By using a mouse model of bone marrow transplantation, Fazio et al., have investigated the effect of specific PCSK9 overexpression in macrophages on experimental atherosclerosis12. Despite no differences in lipid profile, the lesions of mice with macrophages expressing the PCSK9 transgene, showed an LDLR-dependent increase of pro-inflammatory monocytes12. Moreover, the expression of PCSK9 increased the presence of CD11b- and Ly6Chi-positive cells in spleens of apoE−/− mice and significantly improved the pro-inflammatory response to lipopolysaccharide (LPS)12. Our findings are in agreement with this study and further extend the observation of pro-inflammatory properties of PCSK9 in the absence of a co-stimulus, such as LPS. On this matter, it is important to mention that lipoproteins and their receptors play a key role during sepsis as they favor the hepatic clearance of endotoxins, such as LPS. Indeed, PCSK9 null mice show higher hepatic LDLR expression and improved clearance of bacterial endotoxin via the LDLR pathway, and a higher resistance to LPS-induced septic shock11.

In our study, together with pro-inflammatory cytokines, PCSK9 significantly induced two chemokines relevant for monocyte recruitment in the atherosclerotic plaque, such as MCP-134 and CXCL235. From this in vitro observation, it is tempting to speculate that PCSK9 could promote a local inflammatory response by reinforcing the recruitment of circulating monocytes and neutrophils in the atherosclerotic plaque. Nevertheless, additional and more specific experiments need to be performed in order to demonstrate this action.

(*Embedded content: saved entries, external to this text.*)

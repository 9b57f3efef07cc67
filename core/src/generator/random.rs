use rand::rngs::SmallRng;
use rand::seq::SliceRandom;
use rand::SeedableRng;

use super::*;

/// Uniform placement without replacement, driven by a seeded [`SmallRng`] so
/// that a seed together with the opening move always reproduces the same layout.
#[derive(Clone, Debug)]
pub struct RandomMinePlacer {
    rng: SmallRng,
}

impl RandomMinePlacer {
    pub fn new(seed: u64) -> Self {
        Self {
            rng: SmallRng::seed_from_u64(seed),
        }
    }
}

impl MinePlacer for RandomMinePlacer {
    fn select(&mut self, mut candidates: Vec<Coord2>, count: usize) -> Vec<Coord2> {
        candidates.shuffle(&mut self.rng);
        candidates.truncate(count);
        candidates
    }
}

In the attempt to translate our findings to a clinical setting, we performed a correlation analysis between the plasma levels of PCSK9 and TNF-α in a population of healthy subjects recruited in the Brisighella Heart Study17. For the analysis, we excluded subjects affected by chronic inflammatory disorders, and those chronically assuming non-steroidal antinflammatory drugs, systemic corticosteroids, or immunosuppressants. Interestingly, a positive association between the two factors was found, supporting the possibility that either TNF-α drives the expression of PCSK936, or vice versa PCSK9 induces TNF-α.

In conclusion, in the present study we provided evidence for a direct pro-inflammatory effect of PCSK9 on macrophages. A pathophysiological relevance of this in vitro observation requires further investigations.